At face value, an extension of the ongoing freeze would only benefit OPEC nations, who instituted it primarily to control excessive production and drive revenue higher. However, the plan has achieved limited success since being made official at the end of 2016. Oil stockpiles around the world remain high, creating an incentive for lower prices and higher sales volume. Since the cut was made official, OPEC nations have indeed ramped down net output of crude oil, but it hasn’t been enough. Saudi Arabia was found to be responsible for the bulk of the decrease in output since the start of 2017, while other OPEC nations struggled to do so while still generating sufficient income.

The bigger problem, according to analysts, is the relative lack of cooperation from non-member nations, especially Russia. Reuters noted that sources within OPEC had been hinting that they were optimistic that the production cut would be extended and more nations would comply to a greater degree. The market, on the other hand, does not seem to believe it.

“We think it is very unlikely that Russia will actively take part in any extension of the production cuts that goes beyond paying lip service to the agreement,” Commerzbank said in a note to investors March 21. The bank added that it would be unwise for investors to “pin their hopes” on any extension actually coming true. In order to reduce oil stockpiles enough to allow a considerable improvement in prices, according to Commerzbank analysts, OPEC would need to extend its production cut through the end of 2017, and achieve a high degree of cooperation.

OPEC influence wanes

Further complicating the scenario for OPEC is the fact that the global import market was already working against its favor. As The Wall Street Journal reported, the U.S. and China, who used to be among OPEC’s biggest cash cows, have increasingly found other sources for their oil. The U.S., for instance, now gets the bulk of its imported oil from Canada, and less than a quarter from OPEC nations. The U.S. has also significantly bolstered its reliance on domestic production in the last 15 years.

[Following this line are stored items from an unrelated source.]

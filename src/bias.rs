//! Calibration transform applied before accumulation
//!
//! A [`BiasCorrector`] holds per-element calibration factors for one
//! variable and adjusts each incoming array before it reaches any
//! accumulator. It is stateless beyond its calibration.
//!
//! Per-element weights in [0, 1] blend the raw and fully corrected value:
//! `corrected = v + w * (adjusted(v) - v)`. Absent weights mean full
//! correction; a zero weight leaves the value untouched.
//!
//! The same weights then reach the accumulators. `bias_corrected_mean`
//! averages with them, so an element with zero weight is uncorrected for
//! every other statistic and absent from `bias_corrected_mean`.

use ndarray::ArrayD;
use serde::{Deserialize, Serialize};

use crate::bits;
use crate::error::{Error, Result};

/// How calibration factors are applied
#[derive(Clone, Copy, Debug, PartialEq, Eq, Serialize, Deserialize)]
#[serde(rename_all = "snake_case")]
pub enum BiasMethod {
    /// `v + factor`
    Additive,
    /// `v * factor`
    Multiplicative,
}

/// Per-element bias correction for one variable
///
/// # Example
///
/// ```
/// use ndarray::{ArrayD, IxDyn};
/// use onepass::bias::{BiasCorrector, BiasMethod};
///
/// let factors = ArrayD::from_shape_vec(IxDyn(&[2]), vec![1.0, -1.0]).unwrap();
/// let corrector = BiasCorrector::new("tas", BiasMethod::Additive, factors);
///
/// let values = ArrayD::from_shape_vec(IxDyn(&[2]), vec![10.0, 10.0]).unwrap();
/// let corrected = corrector.correct(&values, None).unwrap();
/// assert_eq!(corrected.as_slice().unwrap(), &[11.0, 9.0]);
/// ```
#[derive(Clone, Debug, PartialEq, Serialize, Deserialize)]
pub struct BiasCorrector {
    variable: String,
    method: BiasMethod,
    #[serde(with = "bits::array")]
    factors: ArrayD<f64>,
    lower_threshold: Option<f64>,
    non_negative: bool,
}

impl BiasCorrector {
    pub fn new(variable: impl Into<String>, method: BiasMethod, factors: ArrayD<f64>) -> Self {
        Self {
            variable: variable.into(),
            method,
            factors,
            lower_threshold: None,
            non_negative: false,
        }
    }

    /// Values below `threshold` pass through uncorrected
    pub fn with_lower_threshold(mut self, threshold: f64) -> Self {
        self.lower_threshold = Some(threshold);
        self
    }

    /// Clamp corrected values at zero, e.g. for precipitation
    pub fn non_negative(mut self, clamp: bool) -> Self {
        self.non_negative = clamp;
        self
    }

    pub fn variable(&self) -> &str {
        &self.variable
    }

    pub fn method(&self) -> BiasMethod {
        self.method
    }

    pub fn factors(&self) -> &ArrayD<f64> {
        &self.factors
    }

    fn unavailable(&self, reason: String) -> Error {
        Error::BiasCorrectionUnavailable {
            variable: self.variable.clone(),
            reason,
        }
    }

    /// Corrected copy of `values`.
    ///
    /// Non-finite values pass through for the accumulators to ignore. A
    /// grid shape the calibration does not cover, or a NaN factor for an
    /// element that needs correcting, fails with `BiasCorrectionUnavailable`.
    pub fn correct(&self, values: &ArrayD<f64>, weights: Option<&ArrayD<f64>>) -> Result<ArrayD<f64>> {
        if values.shape() != self.factors.shape() {
            return Err(self.unavailable(format!(
                "calibration covers shape {:?}, data has shape {:?}",
                self.factors.shape(),
                values.shape()
            )));
        }
        if let Some(weights) = weights {
            if weights.shape() != values.shape() {
                return Err(Error::ShapeMismatch {
                    expected: values.shape().to_vec(),
                    found: weights.shape().to_vec(),
                });
            }
        }

        let full;
        let weights = match weights {
            Some(weights) => weights,
            None => {
                full = ArrayD::ones(values.raw_dim());
                &full
            }
        };

        let mut corrected = Vec::with_capacity(values.len());
        let cells = values.iter().zip(self.factors.iter()).zip(weights.iter());
        for (index, ((&v, &factor), &weight)) in cells.enumerate() {
            corrected.push(self.correct_one(v, factor, weight, index)?);
        }

        ArrayD::from_shape_vec(values.raw_dim(), corrected).map_err(|e| self.unavailable(e.to_string()))
    }

    fn correct_one(&self, v: f64, factor: f64, weight: f64, index: usize) -> Result<f64> {
        let weight = if weight.is_finite() { weight.clamp(0.0, 1.0) } else { 0.0 };
        if !v.is_finite() || weight == 0.0 {
            return Ok(v);
        }
        if matches!(self.lower_threshold, Some(t) if v < t) {
            return Ok(v);
        }
        if !factor.is_finite() {
            return Err(self.unavailable(format!("no calibration factor for element {}", index)));
        }

        let adjusted = match self.method {
            BiasMethod::Additive => v + factor,
            BiasMethod::Multiplicative => v * factor,
        };
        let mut out = v + weight * (adjusted - v);
        if self.non_negative {
            out = out.max(0.0);
        }
        Ok(out)
    }
}

#[cfg(test)]
mod tests {
    use super::*;
    use ndarray::IxDyn;

    fn row(values: &[f64]) -> ArrayD<f64> {
        ArrayD::from_shape_vec(IxDyn(&[values.len()]), values.to_vec()).unwrap()
    }

    #[test]
    fn test_multiplicative_with_weights() {
        let corrector = BiasCorrector::new("pr", BiasMethod::Multiplicative, row(&[2.0, 2.0, 2.0]));
        let out = corrector
            .correct(&row(&[1.0, 1.0, 1.0]), Some(&row(&[1.0, 0.5, 0.0])))
            .unwrap();
        assert_eq!(out.as_slice().unwrap(), &[2.0, 1.5, 1.0]);
    }

    #[test]
    fn test_lower_threshold_and_clamp() {
        let corrector = BiasCorrector::new("pr", BiasMethod::Additive, row(&[-5.0, -5.0]))
            .with_lower_threshold(1.0)
            .non_negative(true);
        let out = corrector.correct(&row(&[0.5, 3.0]), None).unwrap();
        assert_eq!(out.as_slice().unwrap(), &[0.5, 0.0]);
    }

    #[test]
    fn test_missing_factor_is_fatal() {
        let corrector = BiasCorrector::new("tas", BiasMethod::Additive, row(&[1.0, f64::NAN]));
        let err = corrector.correct(&row(&[1.0, 1.0]), None).unwrap_err();
        assert!(matches!(err, Error::BiasCorrectionUnavailable { .. }));
        assert!(err.to_string().contains("element 1"));

        // uncovered elements that need no correction are fine
        let out = corrector.correct(&row(&[1.0, f64::NAN]), None).unwrap();
        assert_eq!(out[[0]], 2.0);
        assert!(out[[1]].is_nan());
    }

    #[test]
    fn test_shape_not_covered() {
        let corrector = BiasCorrector::new("tas", BiasMethod::Additive, row(&[1.0, 1.0]));
        assert!(matches!(
            corrector.correct(&row(&[1.0, 1.0, 1.0]), None),
            Err(Error::BiasCorrectionUnavailable { .. })
        ));
    }
}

The situation in China has changed much more quickly than in the U.S. In 2017, Russia is expected to overtake Saudi Arabia as China’s top oil supplier. As recently as 2012, Russia was not even among the nation’s top three sources of imported oil. China has also been sourcing much more oil from Iraq and Iran, both of which have maintained a tenuous relationship with OPEC leaders.

The net effect, in the words of The Journal, is that Saudi Arabia and OPEC in general has been losing its dominance of the worldwide oil landscape for more than a decade. This has put “extraordinary pressure” on Saudi leadership and influence both internally and externally, according to a source speaking with The Journal. The Saudi government and the services it provides to residents are funded primarily by oil sales. Therefore, a less bright outlook on the market’s prospects leaves the nation’s fiscal future uncertain.